В последнее время почти все мы привыкли глядеть на себя как на венец творения, как на вершину эволюции, её чуть ли не главную цель. Даже многие учёные на полном серьёзе говорят о том, какие удивительные мы создания, и пытаются выяснить, в чём лежат корни нашей исключительности. Проблема, однако, состоит в том, что такой подход есть относительно недавнее явление, обусловленное по большей частью теми финальными делениями наших технологических бактерий, которые слишком явно выделяются на общем фоне, чтобы их не замечать и как-то – естественно, по преимуществу положительно – не оценивать. Но как в таком случае думали прежде?
Вплоть до начала промышленной революции – не одномоментно по всему миру, но зато теперь всюду – люди смотрели на себя как на нечто встроенное в ту среду обитания, где они жили. Дикая, как её ныне называют, природа была неотъемлемой частью бытия тогдашнего человека, потому что он или она на ежедневной основе вступали с ней в контакт и сильно от неё зависели – и были от неё неотделимы. Если же подобного не было – что вызывает более чем обоснованные сомнения – то другие, а именно одомашненные виды выступали в роли проводника таких связей и постоянно намекали на то, что и мы есть составляющая этой реальности.
Сравните это положение с тем, что сегодня наблюдается в городах. Потенциально – за исключением разве что птиц, насекомых и ряда прирученных зверей, но разнообразие здесь минимальное, растения в этой картине присутствуют опосредованно, скажем, через пыльцу или внешний вид, кроме того, они слишком отличны от нас, чтобы мы ставили их на одном с нами месте, что, впрочем, несправедливо – мы можем буквально годами никак не соприкасаться с остальными созданиями, а те, которые всё-таки предстают перед нашим взором уже давно подверглись доместикации или соответствующей обработке. Напротив, мы всячески отгораживаем себя от прочих, создавая для себя искусственную среду обитания, которая хотя и не тотально герметична и стерильна, но сильно зачищена и обеззаражена – само это слово выдаёт наше неприятие и дистанцированность.
Понятно, что ничего подобного у охотников-собирателей не было и в помине. Они не мыли руки – по крайней мере, так, как это делаем мы, а, кроме того, не напирали на принятие душа или ванной – не изолировали себя от света – хотя и могли – не считали себя, в конце концов, чем-то отдельным от прочей природы. Наоборот, они были её частью, ровно такой же, как и какие-то ещё. Более того, самого этого разделения не было как такового.
Вне зависимости от того, где конкретно они обитали, наши предки были не склонны считать себя чем-то или кем-то, что бы или кто бы хотя бы как-то контрастировало со своим окружением. Вписанность была чуть ли не полной, без изъятий, потому что в противном случае им бы пришлось несладко, а то и вовсе худо. Даже если изначально это и была незнакомая для них территория, со временем она становилась своей и родной, хорошо изученной и близкой.
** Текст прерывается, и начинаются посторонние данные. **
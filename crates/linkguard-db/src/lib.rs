//! # linkguard-db
//!
//! Authoritative tier implementing `ChannelConfigStore` with PostgreSQL via SQLx.
//!
//! ## Overview
//!
//! Each channel is stored as one JSONB document keyed by its name. This crate handles:
//!
//! - Connection pool management and schema bootstrap
//! - The stored document model and its entity mapper
//! - `PgChannelConfigStore`, plus `MemoryChannelStore` for running without a database
//!
//! ## Usage
//!
//! ```rust,ignore
//! use linkguard_db::{create_pool, ensure_schema, DatabaseConfig, PgChannelConfigStore};
//! use linkguard_core::traits::ChannelConfigStore;
//!
//! async fn example() -> Result<(), Box<dyn std::error::Error>> {
//!     let pool = create_pool(&DatabaseConfig::default()).await?;
//!     ensure_schema(&pool).await?;
//!     let store = PgChannelConfigStore::new(pool);
//!     let names = store.list_names().await?;
//!     Ok(())
//! }
//! ```

pub mod mappers;
pub mod models;
pub mod pool;
pub mod repositories;

// Re-export commonly used types
pub use pool::{create_pool, ensure_schema, DatabaseConfig, PgPool};
pub use repositories::{MemoryChannelStore, PgChannelConfigStore};
//! # linkguard-core
//!
//! Domain layer containing the channel configuration model, roles, ephemeral
//! records, protocol events, and the repository traits (ports).
//! This crate has zero dependencies on infrastructure (database, cache, network).

pub mod entities;
pub mod error;
pub mod events;
pub mod traits;

// Re-export commonly used types at crate root
pub use entities::{
    normalize_channel_name, AllowEntry, ChannelConfig, Cooldown, Permit, Role, COOLDOWN_DURATION,
    PERMIT_DURATION, REPLY_DEFAULT, REPLY_OFF, USER_PLACEHOLDER,
};
pub use error::DomainError;
pub use events::{ChannelNotice, ChatMessage, InboundEvent, OutboundAction};
pub use traits::{
    ChannelConfigCache, ChannelConfigStore, ChatSink, EphemeralStore, RepoResult,
};
//! WebSocket bridge tests against a loopback gateway
//!
//! Run with: cargo test -p integration-tests --test bridge_tests

use futures_util::SinkExt;
use tokio_tungstenite::tungstenite::Message;

use integration_tests::*;
use linkguard_core::entities::ChannelConfig;
use linkguard_core::events::{InboundEvent, OutboundAction};
use linkguard_core::ChannelConfigStore;
use linkguard_gateway::protocol::BridgeMessage;

#[tokio::test]
async fn test_health_check() {
    let server = TestServer::start().await.unwrap();

    let response = reqwest::get(format!("{}/health", server.base_url()))
        .await
        .unwrap();
    assert_eq!(response.status(), 200);
    assert_eq!(response.text().await.unwrap(), "OK");
}

#[tokio::test]
async fn test_hello_is_first_frame() {
    let server = TestServer::start().await.unwrap();
    let mut client = server.connect().await.unwrap();

    match next_bridge_message(&mut client).await.unwrap() {
        BridgeMessage::Hello(hello) => {
            assert_eq!(hello.bot_channel, BOT);
            assert!(!hello.session_id.is_empty());
        }
        other => panic!("expected hello, got {other:?}"),
    }
}

#[tokio::test]
async fn test_event_to_action_round_trip() {
    let server = TestServer::start().await.unwrap();
    server
        .store
        .upsert(&ChannelConfig::with_defaults("chan"))
        .await
        .unwrap();
    let mut client = server.connect().await.unwrap();
    next_bridge_message(&mut client).await.unwrap();

    send_event(&mut client, InboundEvent::Ready).await.unwrap();
    assert_eq!(next_action(&mut client).await.unwrap(), OutboundAction::join(BOT));

    let message = viewer("chan", "https://spam.com/x");
    let id = id_of(&message).to_string();
    send_event(&mut client, InboundEvent::Message(message))
        .await
        .unwrap();

    assert_eq!(
        next_action(&mut client).await.unwrap(),
        OutboundAction::delete("chan", &id)
    );
    assert_eq!(
        next_action(&mut client).await.unwrap(),
        OutboundAction::send("chan", "@viewer, please ask for permission before posting a link.")
    );
}

#[tokio::test]
async fn test_second_adapter_is_rejected() {
    let server = TestServer::start().await.unwrap();
    let mut first = server.connect().await.unwrap();
    next_bridge_message(&mut first).await.unwrap();

    let mut second = server.connect().await.unwrap();
    match next_message(&mut second).await.unwrap() {
        Message::Close(Some(frame)) => assert_eq!(u16::from(frame.code), 4005),
        other => panic!("expected close frame, got {other:?}"),
    }

    // The first adapter keeps working
    send_event(&mut first, InboundEvent::Ready).await.unwrap();
    assert_eq!(next_action(&mut first).await.unwrap(), OutboundAction::join(BOT));
}

#[tokio::test]
async fn test_malformed_frame_closes_with_decode_error() {
    let server = TestServer::start().await.unwrap();
    let mut client = server.connect().await.unwrap();
    next_bridge_message(&mut client).await.unwrap();

    client
        .send(Message::Text("not json".to_string()))
        .await
        .unwrap();
    match next_message(&mut client).await.unwrap() {
        Message::Close(Some(frame)) => assert_eq!(u16::from(frame.code), 4002),
        other => panic!("expected close frame, got {other:?}"),
    }
}

#[tokio::test]
async fn test_adapter_can_reconnect() {
    let server = TestServer::start().await.unwrap();
    let mut client = server.connect().await.unwrap();
    next_bridge_message(&mut client).await.unwrap();
    client.close(None).await.unwrap();
    drop(client);

    // The old session may still hold the queue for a moment
    let mut client = loop {
        let mut candidate = server.connect().await.unwrap();
        if let Ok(Message::Text(_)) = next_message(&mut candidate).await {
            break candidate;
        }
        tokio::time::sleep(std::time::Duration::from_millis(20)).await;
    };

    send_event(&mut client, InboundEvent::Ready).await.unwrap();
    assert_eq!(next_action(&mut client).await.unwrap(), OutboundAction::join(BOT));
}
Собственно, это нисколько не удивительно. Наоборот, было бы крайне подозрительно, если всё обстояло иначе. С нашим появлением на этой планете никакой революции не свершилось – а если она была, то произвели её наши генеалогические предшественники, а не мы сами – и мы стали одним из многих видов, которые пытаются выжить на повседневной основе, используя тот репертуар средств и инструментов, которыми его снабдила эволюция. Выход за эти рамки означал, по сути, смерть. Но что он в себя включал в сфере воззрений и ценностей?
Очевидно, что в нём не было того высокомерия, которое теперь чуть ли не универсально и всепроникающе. Человек в прошлом глядел на себя как на составляющую того, что его или её окружало, и никаких пограничных линий между этими сущностями не выстраивал. Куда более вероятно то, что наши праотцы рассматривали себя в качестве таких же животных – реже растений, земноводных и насекомых, но не птиц, грибы или бактерии малоправдоподобны – что и все остальные, что, между прочим, подтверждается современными охотниками-собирателями, а также старыми легендами и мифами о том, что представляет собой Земля и мы на ней.
В этой связи вряд ли в прошлом мы глядели на других как не нечто второсортное и заслуживающего любого с собой обращения. Куда больше похоже на правду то, что мы считали себя ровно такими же – или почти – а это не предполагало какого-то осознанного геноцида, который, тем не менее, не был исключён в принципе – по преимуществу по неведению, мы и сегодня этим грешим. Напротив, природа представляла собой наш единственный дом, а это говорило о том, что о ней надо заботиться и беречь её, но не уничтожать.